Oscar Dorado fue mi jefe en la sección deportiva de Telesistema Boliviano, el Canal 2 de entonces. Lo eran él y Fernando Bustillo. Ambos me abrieron las puertas del programa cuando me había quedado sin trabajo en mi primera época en Presencia, allá por los años 80.
Después de compartir ese espacio durante unos meses, Oscar me invitó a acompañarlo a realizar la cobertura de la Copa América Brasil 1989, aquella que jugaron Maradona y compañía. Me negué, más bien le pedí como favor que me “enganchara” en Hoy Deportivo, donde también trabajaba, para que pudiera reemplazarlo mientras durara su ausencia del país. Aceptó.
Cuando Oscar volvió de la Copa terminamos siendo compañeros en el prestigioso suplemento deportivo de Hoy que dirigía Miguel Velarde Tapia, nuestro maestro. Esas semanas me sirvieron de prueba para entrar a tremendo medio escrito de comunicación.
Durante años vi y valoré el trabajo de Oscar, mano derecha de Miguel y de Lorenzo Carri. Aprendí de todos ellos. De Dorado siempre admiré su magnífica redacción y la forma de encarar sus coberturas, la inigualable manera de traer las famosas primicias y de mostrar con una óptica diferente cada tema que trataba. Tenía un poco de El Gráfico y mucho de su propia y admirable cosecha.

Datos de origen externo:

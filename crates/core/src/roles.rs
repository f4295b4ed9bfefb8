//! Well-known role name constants.
//!
//! These must match the values accepted by the `student_profiles.role` check
//! constraint and the `role` claim issued by the auth provider.

pub const ROLE_ADMIN: &str = "admin";
pub const ROLE_STUDENT: &str = "student";
//! Role-based access control (RBAC) extractors.
//!
//! Each extractor wraps [`AuthUser`] and rejects requests whose role does not
//! meet the minimum requirement.

use axum::extract::FromRequestParts;
use axum::http::request::Parts;
use studyhub_core::error::CoreError;

use super::auth::AuthUser;
use crate::error::AppError;
use crate::state::AppState;

/// Requires the `admin` role. Rejects with 403 Forbidden otherwise.
///
/// ```ignore
/// async fn admin_only(RequireAdmin(user): RequireAdmin) -> AppResult<Json<()>> {
///     Ok(Json(()))
/// }
/// ```
pub struct RequireAdmin(pub AuthUser);

impl FromRequestParts<AppState> for RequireAdmin {
    type Rejection = AppError;

    async fn from_request_parts(
        parts: &mut Parts,
        state: &AppState,
    ) -> Result<Self, Self::Rejection> {
        let user = AuthUser::from_request_parts(parts, state).await?;
        if !user.is_admin() {
            return Err(AppError::Core(CoreError::Forbidden(
                "Admin role required".into(),
            )));
        }
        Ok(RequireAdmin(user))
    }
}

/// Requires any authenticated user (any valid role).
///
/// Functionally equivalent to [`AuthUser`] but named explicitly so route
/// handlers read as "this route requires authentication".
pub struct RequireAuth(pub AuthUser);

impl FromRequestParts<AppState> for RequireAuth {
    type Rejection = AppError;

    async fn from_request_parts(
        parts: &mut Parts,
        state: &AppState,
    ) -> Result<Self, Self::Rejection> {
        let user = AuthUser::from_request_parts(parts, state).await?;
        Ok(RequireAuth(user))
    }
}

Compartimos redacción en la 6 de Agosto y también en la Mariscal Santa Cruz, cuando todo ese magnífico equipo se mudó a Presencia y creó Presencia del Deporte.
Una noche, cuando empezaba la madrugada del día siguiente, a mí me tocó hacer una cobertura en el Gran Centro del Club Bolívar en Obrajes, donde Mario Mercado Vaca Guzmán anunció, en su calidad de presidente de la Comisión de Selecciones, la contratación de “un tal” Xavier Azkargorta como nuevo DT de la Verde. Mi primera reacción fue conseguir el número del vasco en España, me lo pasaron y me fui a buscar un teléfono para llamar a la redacción, donde Oscar estaba esperando la noticia para cerrar el suplemento. Dorado fue, ese rato, el primer periodista boliviano en contactar a Azkargorta y entrevistarlo. Al día siguiente “matamos” con esa tarea.
Éramos equipo, trabajábamos muy unidos todos. Vivimos nuestras mejores épocas como periodistas deportivos disfrutando lo que hacíamos.
Tocó separarnos, pero hasta por ahí nomás. Me tocó seguir la vida periodística en Acción de La Prensa, en Marcas de La Razón y ahora en PREMIUM, y en cada una de esas casas Oscar Dorado me acompañó siempre como colaborador escribiendo grandes columnas.
Hace unas ocho semanas, querido Oscar, hablamos por última vez. Quería verte ya recuperado para que engalanaras una vez más mi página con tu valioso aporte en este Mundial. Después de tantos mundiales juntos, ya no estás.
Tu último trabajo lo titulaste: “¿Por qué?” Era con motivo de la eliminación de Bolivia del Mundial al perder la repesca con Irak. Hoy, me pregunto POR QUÉ ya no estás. Descansa, amigo.